On Sat, Nov 10, 2018 at 8:09 AM Michał Górny <mgo...@gentoo.org> wrote:
> Hi, everyone.
>
> The Gentoo's tbz2/xpak package format is quite old. We've made a few
> incompatible changes in the past (most notably, allowing non-bzip2
> compression and multi-instance naming) but the core design stayed
> the same. I think we should consider changing it, for the reasons
> outlined below.
>
> The rough format description can be found in xpak(5). Basically, it's
> a regular compressed tarball with binary metadata blob appended
> to the end. As such, it looks like a regular compressed tarball
> to the compression tools (with some ignored junk at the end).
> The metadata is entirely custom format and needs dedicated tools
> to manipulate.
>
>
> The current format has a few advantages whose preserving would probably
> be worthwhile:
>
> + The binary package is a single flat file.
>
> + It is reasonably compatible with regular compressed tarball,
> so the users can unpack it using standard tools (except for metadata).
>
> + The metadata is uncompressed and can be quickly found without touching
> the compressed data.
>
> + The metadata can be updated (e.g. as result of pkgmove) without
> touching the compressed data.
>
>
> However, it has a few disadvantages as well:
>
> - The metadata is entirely custom binary format, requiring dedicated
> tools to read or edit.
>
> - The metadata format is relying on customary behavior of compression
> tools that ignore junk following the compressed data.
>
I agree this is a problem in theory, but I haven't seen it as a problem in
practice. Have you observed any problems around this setup?
>
> - By placing the metadata at the end of file, we make it rather hard to
> read the metadata from remote location (via FTP, HTTP) without fetching
> the whole file. [NB: it's technically possible but probably not worth
> the effort]
> - By requiring the custom format to be at the end of file, we make it
> impossible to trivially cover it with a OpenPGP signature without
> introducing another custom format.
>
Its trivial to cover with a detached sig, no?
>
> - While the format might allow for some extensibility, it's rather
> evolutionary dead end.
>
I'm not even sure how to quantify this, it just sounds like your subjective
opinion (which is fine, but its not factual.)
>
>
> I think the key points of the new format should be:
>
> 1. It should reuse common file formats as much as possible, with
> inventing as little custom code as possible.
>
> 2. It should allow for easy introspection and editing by users without
> dedicated tools.
>
So I'm less confident in the editing use cases; do users edit their binpkgs
on a regular basis?
>
> 3. The metadata should allow for lookup without fetching the whole
> binary package.
>
> 4. The format should allow for some extensions without having to
> reinvent the wheel every time.
>
> 5. It would be nice to preserve the existing advantages.
>
>
> My proposal
> ===========
>
> Basic format
> ------------
> The base of the format is a regular compressed tarball.

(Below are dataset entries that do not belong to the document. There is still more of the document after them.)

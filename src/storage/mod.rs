mod repository;

pub use repository::*;

/// Schema for the categories and expenses tables. Safe to run repeatedly.
pub const MIGRATION_001_INITIAL: &str = include_str!("migrations/001_initial.sql");
use std::path::Path;

use anyhow::{Context, Result};
use chrono::NaiveDate;
use sqlx::sqlite::{SqliteConnectOptions, SqlitePoolOptions, SqliteRow};
use sqlx::{QueryBuilder, Row, Sqlite, SqlitePool};

use crate::application::CategoryTotal;
use crate::domain::{
    Category, CategoryId, Cents, ColumnValue, DATE_FORMAT, DEFAULT_CATEGORIES, Expense, ExpenseId,
    ExpenseUpdate,
};

use super::MIGRATION_001_INITIAL;

/// Repository for persisting and querying categories and expenses.
///
/// Holds a single-connection pool: the ledger is a single-writer file and
/// every statement autocommits.
pub struct Repository {
    pool: SqlitePool,
}

impl Repository {
    /// Create a new repository with the given SQLite connection pool.
    pub fn new(pool: SqlitePool) -> Self {
        Self { pool }
    }

    /// Connect to the SQLite database file at `path`. The path is used as a
    /// file name as-is, never parsed as a URL.
    ///
    /// With `create_if_missing` the file is created on first use; otherwise a
    /// missing file is an error. Foreign keys are always enforced.
    pub async fn connect(path: impl AsRef<Path>, create_if_missing: bool) -> Result<Self> {
        let path = path.as_ref();
        let options = SqliteConnectOptions::new()
            .filename(path)
            .create_if_missing(create_if_missing)
            .foreign_keys(true);

        let pool = SqlitePoolOptions::new()
            .max_connections(1)
            .connect_with(options)
            .await
            .with_context(|| format!("Failed to open database {}", path.display()))?;

        tracing::debug!(path = %path.display(), "connected to ledger database");
        Ok(Self::new(pool))
    }

    /// Create the tables if needed and seed the default categories.
    pub async fn migrate(&self) -> Result<()> {
        sqlx::query(MIGRATION_001_INITIAL)
            .execute(&self.pool)
            .await
            .context("Failed to run migration 001")?;

        self.seed_categories().await
    }

    /// Initialize a database (connect, creating the file, then migrate).
    pub async fn init(path: impl AsRef<Path>) -> Result<Self> {
        let repo = Self::connect(path, true).await?;
        repo.migrate().await?;
        Ok(repo)
    }

    /// Close the underlying pool, releasing the database file.
    pub async fn close(self) {
        self.pool.close().await;
    }

    // ========================
    // Category operations
    // ========================

    /// Insert the default categories, ignoring any that already exist.
    async fn seed_categories(&self) -> Result<()> {
        let mut inserted = 0;
        for name in DEFAULT_CATEGORIES {
            inserted += sqlx::query("INSERT OR IGNORE INTO categories (category_name) VALUES (?)")
                .bind(name)
                .execute(&self.pool)
                .await
                .with_context(|| format!("Failed to seed category {}", name))?
                .rows_affected();
        }

        tracing::debug!(inserted, "seeded default categories");
        Ok(())
    }

    /// List all categories, ordered by id.
    pub async fn list_categories(&self) -> Result<Vec<Category>> {
        let rows = sqlx::query(
            "SELECT category_id, category_name FROM categories ORDER BY category_id",
        )
        .fetch_all(&self.pool)
        .await
        .context("Failed to list categories")?;

        rows.iter().map(Self::row_to_category).collect()
    }

    /// Get a category by ID.
    pub async fn get_category(&self, id: CategoryId) -> Result<Option<Category>> {
        let row = sqlx::query(
            "SELECT category_id, category_name FROM categories WHERE category_id = ?",
        )
        .bind(id)
        .fetch_optional(&self.pool)
        .await
        .context("Failed to fetch category")?;

        row.as_ref().map(Self::row_to_category).transpose()
    }

    fn row_to_category(row: &SqliteRow) -> Result<Category> {
        Ok(Category {
            category_id: row.try_get("category_id")?,
            category_name: row.try_get("category_name")?,
        })
    }

    // ========================
    // Expense operations
    // ========================

    /// Insert a new expense and return its assigned id.
    pub async fn insert_expense(
        &self,
        date: NaiveDate,
        category_id: Option<CategoryId>,
        amount: Cents,
    ) -> Result<ExpenseId> {
        let result = sqlx::query(
            r#"
            INSERT INTO expenses (date, category_id, amount)
            VALUES (?, ?, ?)
            "#,
        )
        .bind(date.format(DATE_FORMAT).to_string())
        .bind(category_id)
        .bind(amount)
        .execute(&self.pool)
        .await
        .context("Failed to save expense")?;

        Ok(result.last_insert_rowid())
    }

    /// Write the supplied fields of `update` to the matching expense.
    /// Returns the number of rows changed; zero when the id is unknown or the
    /// update is empty.
    pub async fn update_expense(&self, id: ExpenseId, update: &ExpenseUpdate) -> Result<u64> {
        let assignments = update.assignments();
        if assignments.is_empty() {
            return Ok(0);
        }

        let mut builder = QueryBuilder::<Sqlite>::new("UPDATE expenses SET ");
        {
            let mut set = builder.separated(", ");
            for value in assignments {
                set.push(value.column().as_str());
                set.push_unseparated(" = ");
                match value {
                    ColumnValue::Date(date) => {
                        set.push_bind_unseparated(date.format(DATE_FORMAT).to_string())
                    }
                    ColumnValue::CategoryId(category_id) => set.push_bind_unseparated(category_id),
                    ColumnValue::Amount(amount) => set.push_bind_unseparated(amount),
                };
            }
        }
        builder.push(" WHERE expense_id = ").push_bind(id);

        let result = builder
            .build()
            .execute(&self.pool)
            .await
            .context("Failed to update expense")?;

        Ok(result.rows_affected())
    }

    /// Delete an expense. Returns the number of rows removed.
    pub async fn delete_expense(&self, id: ExpenseId) -> Result<u64> {
        let result = sqlx::query("DELETE FROM expenses WHERE expense_id = ?")
            .bind(id)
            .execute(&self.pool)
            .await
            .context("Failed to delete expense")?;

        Ok(result.rows_affected())
    }

    /// Get an expense by ID.
    pub async fn get_expense(&self, id: ExpenseId) -> Result<Option<Expense>> {
        let row = sqlx::query(
            r#"
            SELECT expense_id, date, category_id, amount
            FROM expenses
            WHERE expense_id = ?
            "#,
        )
        .bind(id)
        .fetch_optional(&self.pool)
        .await
        .context("Failed to fetch expense")?;

        row.as_ref().map(Self::row_to_expense).transpose()
    }

    /// List every expense, ordered by id.
    pub async fn list_expenses(&self) -> Result<Vec<Expense>> {
        let rows = sqlx::query(
            r#"
            SELECT expense_id, date, category_id, amount
            FROM expenses
            ORDER BY expense_id
            "#,
        )
        .fetch_all(&self.pool)
        .await
        .context("Failed to list expenses")?;

        rows.iter().map(Self::row_to_expense).collect()
    }

    /// List expenses dated within `[start, end]`, both ends inclusive.
    pub async fn list_expenses_between(
        &self,
        start: NaiveDate,
        end: NaiveDate,
    ) -> Result<Vec<Expense>> {
        let rows = sqlx::query(
            r#"
            SELECT expense_id, date, category_id, amount
            FROM expenses
            WHERE date BETWEEN ? AND ?
            ORDER BY expense_id
            "#,
        )
        .bind(start.format(DATE_FORMAT).to_string())
        .bind(end.format(DATE_FORMAT).to_string())
        .fetch_all(&self.pool)
        .await
        .context("Failed to list expenses by date range")?;

        rows.iter().map(Self::row_to_expense).collect()
    }

    /// Sum expense amounts per category. Categories with no expenses, and
    /// expenses with no category, do not appear.
    pub async fn sum_by_category(&self) -> Result<Vec<CategoryTotal>> {
        let rows = sqlx::query(
            r#"
            SELECT
                c.category_name AS category_name,
                COALESCE(SUM(e.amount), 0) AS total_amount,
                COUNT(e.expense_id) AS expense_count
            FROM expenses e
            JOIN categories c ON e.category_id = c.category_id
            GROUP BY c.category_name
            ORDER BY c.category_name
            "#,
        )
        .fetch_all(&self.pool)
        .await
        .context("Failed to compute spending summary")?;

        rows.iter()
            .map(|row| {
                Ok(CategoryTotal {
                    category_name: row.try_get("category_name")?,
                    total_amount: row.try_get("total_amount")?,
                    expense_count: row.try_get("expense_count")?,
                })
            })
            .collect()
    }

    fn row_to_expense(row: &SqliteRow) -> Result<Expense> {
        let date_str: String = row.try_get("date")?;

        Ok(Expense {
            expense_id: row.try_get("expense_id")?,
            date: NaiveDate::parse_from_str(&date_str, DATE_FORMAT)
                .with_context(|| format!("Invalid expense date: {}", date_str))?,
            category_id: row.try_get("category_id")?,
            amount: row.try_get("amount")?,
        })
    }
}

There's no junk
> appended to it but the metadata is stored inside it as
> /var/db/pkg/${PF}. The contents are as compatible with the actual vdb
> format as possible.
>
Just to clarify, you are suggesting we store the metadata inside the
contents of the binary package itself (e.g. where the other files that get
merged to the liveFS are?) What about collisions?
E.g. I install 'machine-images/gentoo-disk-image-1.2.3' on a machine that
already has 'machine-images/gentoo-disk-image-1.2.3' installed, won't it
overwrite files in the VDB at qmerge time?
>
> This has the following advantages:
>
> + Binary package is still stored as a single file.
>
> + It uses a standard compressed .tar format, with minimal customization.
>
> + The user can easily inspect and modify the packages with standard
> tools (tar and the compressor).
>
> + If we can maintain reasonable level of vdb compatibility, the user can
> even emergency-install a package without causing too much hassle (as it
> will be recorded in vdb); ideally Portage would detect this vdb entry
> and support fixing the install afterwards.
>
I'm not certain this is really desired.
>
>
> Optimizing for easy recognition
> -------------------------------
> In order to make it possible for magic-based tools such as file(1) to
> easily distinguish Gentoo binary packages from regular tarballs, we
> could (ab)use the volume label field, e.g. use:
>
> $ tar -V 'gpkg: app-foo/bar-1' -c ...
>
> This will add a volume label as the first file entry inside the tarball,
> which does not affect extracting but can be trivially matched via magic
> rules.
>
> Note: this is meant to be used as a method for fast binary package
> recognition; I don't think we should reject (hand-modified) binary
> packages that lack this label.
>
>
> Optimizing for metadata reading/manipulation performance
> --------------------------------------------------------
> The main problem with using a single tarball for both metadata and data
> is that normally you'd have to decompress everything to reliably unpack
> metadata, and recompress everything to update it. This problem can be
> addressed by a few optimization tricks.
>
These performance goals seem a little bit ill defined.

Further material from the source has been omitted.